May 23 2005
Market forces alone are not sufficient to produce new drugs needed for children with cancer, according to a new report by the Institute of Medicine (IOM). Faced with "a near absence of research in pediatric cancer drug discovery," the IOM report recommends forming new public-private partnerships among government, industry, researchers, advocacy groups and other parties to lead research and development.
The report, "Making Better Drugs for Children with Cancer," analyzes childhood cancer treatment in the light of historic advances. "Over the past 40 years, researchers and clinicians have achieved long-term survival for most children and adolescents with cancer," said pediatric oncologist Peter C. Adamson, M.D., chief of the Division of Clinical Pharmacology and Therapeutics at The Children's Hospital of Philadelphia, and an editor of the report. "However, our therapies are not curative for 30 percent of children, and for children who are cured, the short-term and long-term side effects of current treatments are often too high."
Dr. Adamson is a member of the IOM's Committee on Shortening the Time Line for New Cancer Treatments, which issued the report on April 18. As Chair of the Developmental Therapeutics program of the Children's Oncology Group, a nationwide consortium of pediatric oncology centers, Dr. Adamson took a leadership role in drafting the report. The Institute of Medicine is part of the National Academy of Sciences, a private, nonprofit organization of scholars chartered by the U.S. Congress.
The absolute number of U.S. children with cancer is relatively small (about 12,000 cases diagnosed annually, compared to 200,000 new cases of breast cancer alone), and pharmaceutical companies do not consider it profitable to invest in research and development for pediatric cancer drugs. Oncologists have used many existing adult cancer drugs to treat children, but many of those drugs have toxic side effects. On the other hand, say the authors, some new drugs being developed for adult cancers may still prove useful for children with less common cancers.
"The major childhood cancers are often distinct from adult cancers at the level of molecular abnormalities, and more focused research and development might allow us to better target those abnormalities," said Dr. Adamson. "More targeted drugs might not only allow us to better attack the most difficult childhood cancers, but also cause fewer toxic side effects, by sparing healthy cells."

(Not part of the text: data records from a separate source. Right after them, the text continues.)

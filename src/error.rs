//! Error types for sitekit
//!
//! Centralized error handling using thiserror. Validation and execution
//! failures carry the tool name and the caller's parameters so both surfaces
//! can report them without re-deriving context.

use serde_json::Value;
use thiserror::Error;

/// All error types that can occur in sitekit
#[derive(Debug, Error)]
pub enum SitekitError {
    /// Requested tool name is not registered
    #[error("Unknown tool: {tool}")]
    UnknownTool { tool: String, parameters: Value },

    /// Caller input did not satisfy the tool's parameter list.
    /// `violations` is the complete set found in one pass, never just the first.
    #[error("Parameter validation failed for '{tool}': {}", violations.join("; "))]
    ParameterValidation {
        tool: String,
        parameters: Value,
        violations: Vec<String>,
    },

    /// The wrapped handler returned or threw an error
    #[error("Tool '{tool}' failed: {message}")]
    ToolExecution {
        tool: String,
        parameters: Value,
        message: String,
        cause: eyre::Report,
    },

    /// Requested root prompt id is absent from the catalog
    #[error("Prompt not found: {0}")]
    PromptNotFound(String),

    /// A prompt is reachable from itself along one resolution path
    #[error("Circular prompt dependency detected at '{0}'")]
    CircularDependency(String),

    /// Catalog/config load or parse error
    #[error("Catalog error: {0}")]
    Catalog(String),

    /// IO error
    #[error("IO error: {0}")]
    Io(#[from] std::io::Error),

    /// JSON serialization/deserialization error
    #[error("JSON error: {0}")]
    Json(#[from] serde_json::Error),
}

impl SitekitError {
    /// Stable machine-readable code for external callers
    pub fn code(&self) -> &'static str {
        match self {
            Self::UnknownTool { .. } => "UNKNOWN_TOOL",
            Self::ParameterValidation { .. } => "PARAMETER_VALIDATION_FAILED",
            Self::ToolExecution { .. } => "TOOL_EXECUTION_FAILED",
            Self::PromptNotFound(_) => "PROMPT_NOT_FOUND",
            Self::CircularDependency(_) => "CIRCULAR_DEPENDENCY",
            Self::Catalog(_) => "CATALOG_ERROR",
            Self::Io(_) => "IO_ERROR",
            Self::Json(_) => "JSON_ERROR",
        }
    }

    /// True for errors raised before the handler ran
    pub fn is_validation(&self) -> bool {
        matches!(
            self,
            Self::UnknownTool { .. } | Self::ParameterValidation { .. }
        )
    }
}

/// Result type alias for sitekit operations
pub type Result<T> = std::result::Result<T, SitekitError>;
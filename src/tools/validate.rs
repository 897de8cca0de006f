//! Parameter validation and coercion
//!
//! Checks an untyped name->value input record against a tool's declared
//! parameter list. All violations are collected in one pass so callers see
//! the full set at once, and the positional argument list is built in
//! declared order with the documented string coercions applied.

use serde_json::{Map, Value};

use super::param::{ParamKind, ParamSpec};

/// Boolean spellings accepted from untyped callers
const TRUE_WORDS: [&str; 3] = ["true", "1", "yes"];
const FALSE_WORDS: [&str; 3] = ["false", "0", "no"];

/// Validate an input record against a parameter list, collecting every
/// violation: missing required params, unknown keys, kind mismatches, and
/// enum values outside the allowed set.
pub fn validate(params: &[ParamSpec], input: &Map<String, Value>) -> Vec<String> {
    let mut violations = Vec::new();

    for param in params {
        match input.get(&param.name) {
            None => {
                if !param.optional {
                    violations.push(format!("missing required parameter '{}'", param.name));
                }
            }
            Some(value) => {
                if let Some(violation) = check_kind(param, value) {
                    violations.push(violation);
                }
            }
        }
    }

    for key in input.keys() {
        if !params.iter().any(|p| &p.name == key) {
            violations.push(format!("unknown parameter '{}'", key));
        }
    }

    violations
}

/// Check a single value against its declared kind. Returns the violation
/// message, or None when the value is acceptable (possibly via coercion).
fn check_kind(param: &ParamSpec, value: &Value) -> Option<String> {
    match &param.kind {
        ParamKind::String => match value {
            Value::String(_) => None,
            other => Some(mismatch(&param.name, "string", other)),
        },
        ParamKind::Number => match value {
            Value::Number(_) => None,
            Value::String(s) if s.trim().parse::<f64>().is_ok() => None,
            other => Some(mismatch(&param.name, "number", other)),
        },
        ParamKind::Boolean => match value {
            Value::Bool(_) => None,
            Value::String(s) if parse_boolean_word(s).is_some() => None,
            other => Some(mismatch(&param.name, "boolean", other)),
        },
        ParamKind::Object => match value {
            Value::Object(_) => None,
            other => Some(mismatch(&param.name, "object", other)),
        },
        ParamKind::Array => match value {
            Value::Array(_) => None,
            other => Some(mismatch(&param.name, "array", other)),
        },
        ParamKind::Null => match value {
            Value::Null => None,
            other => Some(mismatch(&param.name, "null", other)),
        },
        ParamKind::Enum => match value {
            Value::String(s) if param.values.iter().any(|v| v == s) => None,
            Value::String(s) => Some(format!(
                "parameter '{}' must be one of [{}], got '{}'",
                param.name,
                param.values.join(", "),
                s
            )),
            other => Some(mismatch(&param.name, "enum", other)),
        },
        // Unrecognized declared kinds cannot be checked; accept anything
        ParamKind::Any | ParamKind::Other(_) => None,
    }
}

/// Build the positional argument list in declared parameter order.
/// Absent optional parameters become Null; boolean-typed parameters received
/// as recognized truthy/falsy strings are coerced to real booleans; all other
/// values pass through unchanged. Call only after `validate` returned empty.
pub fn build_args(params: &[ParamSpec], input: &Map<String, Value>) -> Vec<Value> {
    params
        .iter()
        .map(|param| match input.get(&param.name) {
            None => Value::Null,
            Some(value) => coerce(param, value),
        })
        .collect()
}

fn coerce(param: &ParamSpec, value: &Value) -> Value {
    if param.kind == ParamKind::Boolean
        && let Value::String(s) = value
        && let Some(b) = parse_boolean_word(s)
    {
        return Value::Bool(b);
    }
    value.clone()
}

/// Recognize the accepted boolean spellings, case-insensitively
fn parse_boolean_word(s: &str) -> Option<bool> {
    let lowered = s.trim().to_lowercase();
    if TRUE_WORDS.contains(&lowered.as_str()) {
        Some(true)
    } else if FALSE_WORDS.contains(&lowered.as_str()) {
        Some(false)
    } else {
        None
    }
}

fn mismatch(name: &str, expected: &str, got: &Value) -> String {
    format!(
        "parameter '{}' expects {}, got {}",
        name,
        expected,
        json_type_name(got)
    )
}

fn json_type_name(value: &Value) -> &'static str {
    match value {
        Value::Null => "null",
        Value::Bool(_) => "boolean",
        Value::Number(_) => "number",
        Value::String(_) => "string",
        Value::Array(_) => "array",
        Value::Object(_) => "object",
    }
}
//! CLI command definitions using clap.
//!
//! The static surface covers maintenance commands (schema, tools, prompts);
//! everything else falls through to the dynamic tool tree derived from the
//! registry (see build.rs).

use clap::{Parser, Subcommand};
use std::path::PathBuf;

/// sitekit - site tools for AI agents and the command line
#[derive(Parser, Debug)]
#[command(name = "sitekit")]
#[command(author, version, about, long_about = None)]
pub struct Cli {
    /// Optional config file path
    #[arg(short, long, global = true)]
    pub config: Option<PathBuf>,

    /// Verbose output
    #[arg(short, long, global = true)]
    pub verbose: bool,

    /// Subcommand to execute
    #[command(subcommand)]
    pub command: Option<Commands>,
}

impl Cli {
    /// Check if verbose mode is enabled
    pub fn is_verbose(&self) -> bool {
        self.verbose
    }
}

/// Main subcommands
#[derive(Subcommand, Debug)]
pub enum Commands {
    /// Print the AI tool-definition schemas as JSON
    Schema,

    /// List registered tools and their command paths
    Tools,

    /// List available prompts
    Prompts,

    /// Compose a prompt and print it
    Prompt {
        /// Prompt id to compose
        id: String,

        /// Also print the resolved tool list
        #[arg(short, long)]
        tools: bool,
    },

    /// Anything else is routed through the derived tool command tree
    #[command(external_subcommand)]
    Tool(Vec<String>),
}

The IOM report says that select components of a pediatric drug pipeline already exist in academic medical centers, industry, universities, and in federal centers such as the National Cancer Institute. Those resources include repositories of synthetic and natural products, services to screen compounds for anticancer activity, drug discovery databases, and programs to support drug assays and clinical trials.
"What is needed is a comprehensive mechanism to put all these pieces together into a pediatric drug pipeline," says Dr. Adamson, emphasizing one of the major recommendations of the IOM report. The IOM proposes a partnership among government, industry and academia to produce new pediatric anticancer drugs. It suggests that in cases where companies do not proceed to full development of promising pediatric drugs, the federally sponsored National Cancer Institute should assume responsibility as the developer of last resort.
As one model of a public-private partnership focused on a health condition, the IOM report describes the Therapeutics Development Program established by the Cystic Fibrosis Foundation to support the research and development of new drugs for cystic fibrosis. That program, begun in 1997, has forged agreements with government and industry to form a "virtual" research and development pipeline.
In addition to proposing a coordinated pediatric oncology drug pipeline, the IOM proposes to speed up the drug development process by setting priorities to determine which pediatric drugs should be tested among the limited pool of children with cancer. It also recommends initiating pediatric trials earlier than they typically begin.